But I was actually in New York when I thought of the idea. And when I finished Columbia, where I did my Master’s in International Affairs, I had some time while I was job hunting. And I wanted to practice my Arabic. But when I looked for resources, it was either very pricey semester-long classes at universities, or very expensive one-on-one tutoring, New York City prices, $70, $80. And I just really couldn’t afford that. And I told myself, If I were in Lebanon, I just want someone who will speak with me in Arabic. And there’s all these Syrians. Lebanon has over a million and a half refugees right now. And they’re barred from the local economy. They have residency, but they’re not allowed to work. So you see all these individuals are highly qualified but can’t even work. And it’s heartbreaking. And I thought to myself, “You know what? I feel that there is a need for dialect practice for anyone interested in Arabic and all these Syrians who could become kind of the language buddies for a small compensation, not the prices of New York City tutoring.”
So that’s how I came up with the idea. And it stayed in the back of my head for a couple of months until I got an email from Columbia University that was informing alumni and current students that there’s a start-up competition that’s open for all type of nonprofit, for profit, different models. And I guess I always associated the start-up concept with very high profits and business-type of companies or organizations, which I don’t really, you know, I’m not from that world. But then when I saw nonprofit and I thought of my idea, which has a much more humanitarian angle, I pitched it, and we made it to the second round. And that made me realize that there was some interest and traction. And then from there, we applied a competition at the World Bank, and we made it to the semifinals. And we had to go from the idea phase to the actual launch and the testing, testing our hypothesis and trying out the product and going through the minimal viable product. Well, this is very new vocab that I learned this past year.
So our pilot took place in Beirut. We connected with an NGO in Beirut who helped us recruit some Syrians. And we decided to actually do this over Skype. And our pilot from there went kind of viral in the small world of Arabic learners and refugee-interested individuals. And so it kind of took off without us being fully prepared. And in August, our platform was shared around 5,000 times in a couple of days. And we started seeing, you know, while it was supposed to be pilot phase sign-ups, we were in the hundreds, which is, I guess, a large pilot. And then from there, it just clearly seemed like there was a lot of potential, and people were interested in this, you know, start-up and this product.
NYLP: A very good problem to have.
Aline: Yes, I know. I’m learning. But that’s a great problem to have in the start-up world.
NYLP: So before we get too far, maybe you can talk a little bit more about the Syrian-refugee crisis and what that is. People are familiar with it, but we were talking a little bit before we went on air.
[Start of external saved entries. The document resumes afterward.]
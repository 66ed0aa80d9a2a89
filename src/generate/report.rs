//! generate::report
//!
//! Collision reporting for one level of the declaration tree.
//!
//! Reporting is observational: nothing here changes which bindings or groups
//! are generated, except that sibling namespaces sharing an identifier are
//! folded into one (map keys must stay unique after sanitizing).

use std::collections::{BTreeMap, BTreeSet};

use crate::core::grouping::Grouped;
use crate::core::namespace::Namespace;
use crate::core::naming::{Identifier, QualifiedIdentifier};
use crate::core::types::ResourceKind;
use crate::diagnostics::{Diagnostic, DiagnosticSink};

/// Report duplicate and empty resource identifiers found by grouping.
pub fn report_grouping<T, S>(
    grouped: &Grouped<T>,
    level: &QualifiedIdentifier,
    kind: ResourceKind,
    sink: &mut S,
) where
    S: DiagnosticSink + ?Sized,
{
    for duplicate in &grouped.duplicates {
        sink.report(Diagnostic::DuplicateResources {
            level: level.to_string(),
            kind,
            identifier: duplicate.identifier.clone(),
            names: duplicate.names.clone(),
        });
    }

    if !grouped.empties.is_empty() {
        sink.report(Diagnostic::EmptyResourceIdentifiers {
            level: level.to_string(),
            kind,
            names: grouped.empties.clone(),
        });
    }
}

/// Report every identifier used both by a resource and a child namespace.
///
/// Returns the colliding identifiers in ascending order.
pub fn report_collisions<S>(
    resource_identifiers: &[Identifier],
    child_names: &[Identifier],
    level: &QualifiedIdentifier,
    kind: ResourceKind,
    sink: &mut S,
) -> Vec<Identifier>
where
    S: DiagnosticSink + ?Sized,
{
    let resources: BTreeSet<&Identifier> = resource_identifiers.iter().collect();
    let children: BTreeSet<&Identifier> = child_names.iter().collect();

    let collisions: Vec<Identifier> = resources
        .intersection(&children)
        .map(|id| (*id).clone())
        .collect();

    for identifier in &collisions {
        sink.report(Diagnostic::NamespaceCollision {
            level: level.to_string(),
            kind,
            identifier: identifier.clone(),
        });
    }
    collisions
}

/// Child namespaces of one level, keyed by sanitized identifier.
#[derive(Debug, Default)]
pub struct MergedNamespaces {
    /// One namespace per identifier, in ascending identifier order.
    pub namespaces: BTreeMap<Identifier, Namespace>,
    /// Raw keys of identifiers that more than one namespace mapped to.
    pub duplicates: Vec<(Identifier, Vec<String>)>,
    /// Raw keys that sanitized to the empty identifier.
    pub empties: Vec<String>,
}

impl MergedNamespaces {
    /// Key `subnamespaces` by identifier, merging those that collide in
    /// ascending raw-key order.
    pub fn new(subnamespaces: &BTreeMap<String, Namespace>) -> Self {
        let mut namespaces: BTreeMap<Identifier, Namespace> = BTreeMap::new();
        let mut raw_keys: BTreeMap<Identifier, Vec<String>> = BTreeMap::new();
        let mut empties = Vec::new();

        for (key, namespace) in subnamespaces {
            let identifier = Identifier::sanitize(key);
            if identifier.is_empty() {
                empties.push(key.clone());
                continue;
            }

            let merged = match namespaces.get(&identifier) {
                Some(existing) => existing.merging(namespace),
                None => namespace.clone(),
            };
            namespaces.insert(identifier.clone(), merged);
            raw_keys.entry(identifier).or_default().push(key.clone());
        }

        let duplicates = raw_keys
            .into_iter()
            .filter(|(_, keys)| keys.len() > 1)
            .collect();

        Self {
            namespaces,
            duplicates,
            empties,
        }
    }

    /// Identifiers in ascending order.
    pub fn identifiers(&self) -> Vec<Identifier> {
        self.namespaces.keys().cloned().collect()
    }

    /// Report merged and skipped namespaces.
    pub fn report<S>(&self, level: &QualifiedIdentifier, sink: &mut S)
    where
        S: DiagnosticSink + ?Sized,
    {
        for (identifier, names) in &self.duplicates {
            sink.report(Diagnostic::DuplicateNamespaces {
                level: level.to_string(),
                identifier: identifier.clone(),
                names: names.clone(),
            });
        }
        if !self.empties.is_empty() {
            sink.report(Diagnostic::EmptyNamespaceIdentifiers {
                level: level.to_string(),
                names: self.empties.clone(),
            });
        }
    }
}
And more about the specifics of what’s going on for people who may not be so familiar.
Aline: So it’s a very complicated topic and area of the world, the Middle East. I will try and kind of just make a very brief synopsis. But we are facing the worst refugee crisis of our time. There’s, I believe, around 60 million refugees in the world today, and the majority of them are Syrian right now. I’m fairly sure. But there are more than 10 million Syrians who are displaced today. And so these individuals are fleeing a very tragic war that is very complex with multiple factions fighting each other with very little end in sight to the conflict. And this conflict is, I mean, it’s creating more and more migration from these countries. And it’s a severe crisis and while the refugees, I mean, they can go to Lebanon and they can go to Jordan and they can go to Turkey, which are the neighboring…and Iraq even, but Iraq is also a country that has a number of conflicts and issues going on.
So these individuals, they’re fleeing for their lives whether it’s from ISIS or the Assad regime or other terror groups. And I won’t delve into the politics, but the humanitarian crisis is extremely severe. There’s no end in sight. And what we need is actually innovative solutions that are sustainable. And I think that the appeal of NaTakallam is that it’s a sustainable concept. We’re not just giving aid. Aid will run out and when you’re a refugee and you’re given aid, great, you survive. But what do you do with yourself? And what we tend to forget when we think refugees, is that they’re poor, helpless individuals. I mean, they’re just like you and me. They were just at the wrong place at the wrong time. And Syria had actually one of the highest literacy rates in the region before the war broke out. And so for example, the Syrians we’re working with are lawyers, doctors, nurses, teachers, individuals who really had their life ahead of them, who were on their way to completing a degree, a master’s degree, bachelor’s degree, and then this happens, and then they have to leave, and their families sometimes left behind.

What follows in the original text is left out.